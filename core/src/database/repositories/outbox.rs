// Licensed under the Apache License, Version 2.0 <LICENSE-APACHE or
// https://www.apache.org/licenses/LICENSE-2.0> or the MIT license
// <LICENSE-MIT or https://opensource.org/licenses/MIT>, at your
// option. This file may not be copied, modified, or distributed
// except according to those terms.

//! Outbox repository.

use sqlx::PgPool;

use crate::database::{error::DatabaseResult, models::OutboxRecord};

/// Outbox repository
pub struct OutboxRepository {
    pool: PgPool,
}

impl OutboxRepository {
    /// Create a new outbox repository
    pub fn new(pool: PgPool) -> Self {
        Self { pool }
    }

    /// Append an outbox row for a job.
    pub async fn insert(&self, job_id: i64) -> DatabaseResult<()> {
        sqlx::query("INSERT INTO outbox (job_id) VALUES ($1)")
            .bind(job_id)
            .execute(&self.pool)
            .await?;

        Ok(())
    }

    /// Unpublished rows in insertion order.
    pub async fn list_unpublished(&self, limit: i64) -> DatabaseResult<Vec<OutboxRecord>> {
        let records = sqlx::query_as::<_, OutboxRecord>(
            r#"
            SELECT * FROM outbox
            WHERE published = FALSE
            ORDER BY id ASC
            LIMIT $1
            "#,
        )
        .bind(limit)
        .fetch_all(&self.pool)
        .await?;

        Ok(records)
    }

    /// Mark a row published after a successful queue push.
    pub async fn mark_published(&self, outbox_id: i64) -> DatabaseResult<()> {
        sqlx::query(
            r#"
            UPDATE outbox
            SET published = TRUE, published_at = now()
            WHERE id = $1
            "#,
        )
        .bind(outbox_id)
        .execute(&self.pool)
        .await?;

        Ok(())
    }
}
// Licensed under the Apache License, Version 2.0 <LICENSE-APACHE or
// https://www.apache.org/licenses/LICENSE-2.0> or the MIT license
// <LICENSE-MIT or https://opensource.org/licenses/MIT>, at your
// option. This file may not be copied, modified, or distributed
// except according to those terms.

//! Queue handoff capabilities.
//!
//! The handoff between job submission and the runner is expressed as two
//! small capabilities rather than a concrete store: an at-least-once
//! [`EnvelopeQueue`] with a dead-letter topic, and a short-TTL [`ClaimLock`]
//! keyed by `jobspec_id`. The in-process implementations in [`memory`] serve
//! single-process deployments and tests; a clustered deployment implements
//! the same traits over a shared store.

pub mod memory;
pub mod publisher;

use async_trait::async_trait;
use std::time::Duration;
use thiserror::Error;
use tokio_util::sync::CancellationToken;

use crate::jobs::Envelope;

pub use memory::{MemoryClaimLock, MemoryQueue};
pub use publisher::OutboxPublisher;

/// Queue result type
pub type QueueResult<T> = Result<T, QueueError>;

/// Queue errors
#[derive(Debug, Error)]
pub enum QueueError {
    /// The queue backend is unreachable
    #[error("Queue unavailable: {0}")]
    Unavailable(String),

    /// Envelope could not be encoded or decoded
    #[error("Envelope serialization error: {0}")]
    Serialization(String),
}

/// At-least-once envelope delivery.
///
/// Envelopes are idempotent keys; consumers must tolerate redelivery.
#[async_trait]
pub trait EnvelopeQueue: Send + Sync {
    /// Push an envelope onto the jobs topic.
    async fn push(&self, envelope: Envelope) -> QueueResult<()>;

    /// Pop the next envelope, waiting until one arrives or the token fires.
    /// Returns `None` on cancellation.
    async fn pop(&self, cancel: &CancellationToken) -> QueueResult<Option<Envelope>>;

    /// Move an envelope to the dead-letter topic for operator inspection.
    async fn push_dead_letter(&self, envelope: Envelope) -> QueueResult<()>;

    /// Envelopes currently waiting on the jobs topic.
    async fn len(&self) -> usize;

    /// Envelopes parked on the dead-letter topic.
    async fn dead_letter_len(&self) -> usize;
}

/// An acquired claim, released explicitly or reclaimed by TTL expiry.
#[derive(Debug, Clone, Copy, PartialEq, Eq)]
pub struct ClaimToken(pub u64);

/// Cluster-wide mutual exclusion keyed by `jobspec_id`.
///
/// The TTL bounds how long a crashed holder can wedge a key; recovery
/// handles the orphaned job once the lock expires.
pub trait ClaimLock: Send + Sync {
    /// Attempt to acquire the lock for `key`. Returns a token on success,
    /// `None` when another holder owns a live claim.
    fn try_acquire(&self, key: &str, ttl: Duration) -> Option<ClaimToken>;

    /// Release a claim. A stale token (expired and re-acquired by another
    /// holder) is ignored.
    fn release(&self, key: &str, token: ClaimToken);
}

-----

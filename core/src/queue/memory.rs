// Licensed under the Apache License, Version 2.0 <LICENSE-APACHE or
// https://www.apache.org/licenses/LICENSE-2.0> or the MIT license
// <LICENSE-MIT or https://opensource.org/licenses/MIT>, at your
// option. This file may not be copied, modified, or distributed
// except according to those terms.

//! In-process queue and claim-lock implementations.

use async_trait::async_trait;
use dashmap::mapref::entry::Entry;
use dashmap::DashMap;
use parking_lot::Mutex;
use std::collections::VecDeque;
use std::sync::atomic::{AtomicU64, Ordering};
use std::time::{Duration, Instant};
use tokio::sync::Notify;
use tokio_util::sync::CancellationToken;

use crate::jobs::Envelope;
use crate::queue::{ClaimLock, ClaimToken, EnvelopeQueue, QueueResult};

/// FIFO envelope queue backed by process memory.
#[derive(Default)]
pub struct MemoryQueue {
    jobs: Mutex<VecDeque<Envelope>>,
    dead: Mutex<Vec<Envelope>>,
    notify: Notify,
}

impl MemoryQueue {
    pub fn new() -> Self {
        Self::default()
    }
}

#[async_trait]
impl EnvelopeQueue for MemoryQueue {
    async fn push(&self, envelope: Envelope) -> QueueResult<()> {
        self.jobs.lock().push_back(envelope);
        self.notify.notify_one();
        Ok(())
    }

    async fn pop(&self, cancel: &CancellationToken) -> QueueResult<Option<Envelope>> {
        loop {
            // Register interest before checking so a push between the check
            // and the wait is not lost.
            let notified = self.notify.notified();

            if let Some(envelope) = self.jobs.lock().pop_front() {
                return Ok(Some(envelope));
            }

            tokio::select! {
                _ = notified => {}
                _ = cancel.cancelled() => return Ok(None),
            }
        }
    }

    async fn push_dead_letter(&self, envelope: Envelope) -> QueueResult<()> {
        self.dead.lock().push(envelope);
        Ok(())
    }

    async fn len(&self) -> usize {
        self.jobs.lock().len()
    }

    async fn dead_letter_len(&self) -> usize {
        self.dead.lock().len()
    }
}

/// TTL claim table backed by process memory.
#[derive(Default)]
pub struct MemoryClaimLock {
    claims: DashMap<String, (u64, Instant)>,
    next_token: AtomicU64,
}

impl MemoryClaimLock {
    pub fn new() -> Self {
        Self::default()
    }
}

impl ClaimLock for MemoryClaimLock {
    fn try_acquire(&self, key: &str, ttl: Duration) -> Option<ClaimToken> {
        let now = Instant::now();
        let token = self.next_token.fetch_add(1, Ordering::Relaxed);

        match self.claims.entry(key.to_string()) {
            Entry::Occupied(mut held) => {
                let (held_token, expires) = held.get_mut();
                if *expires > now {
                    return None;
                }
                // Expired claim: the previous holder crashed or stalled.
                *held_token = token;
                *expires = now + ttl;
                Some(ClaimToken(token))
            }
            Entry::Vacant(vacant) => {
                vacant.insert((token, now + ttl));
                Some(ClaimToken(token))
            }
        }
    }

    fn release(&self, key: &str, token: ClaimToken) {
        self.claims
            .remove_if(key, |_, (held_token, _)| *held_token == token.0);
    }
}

-----

The required output is each line of the entries that contains the word "records".

SOLUTION TO THIS TASK →
        let records = sqlx::query_as::<_, OutboxRecord>(
        Ok(records)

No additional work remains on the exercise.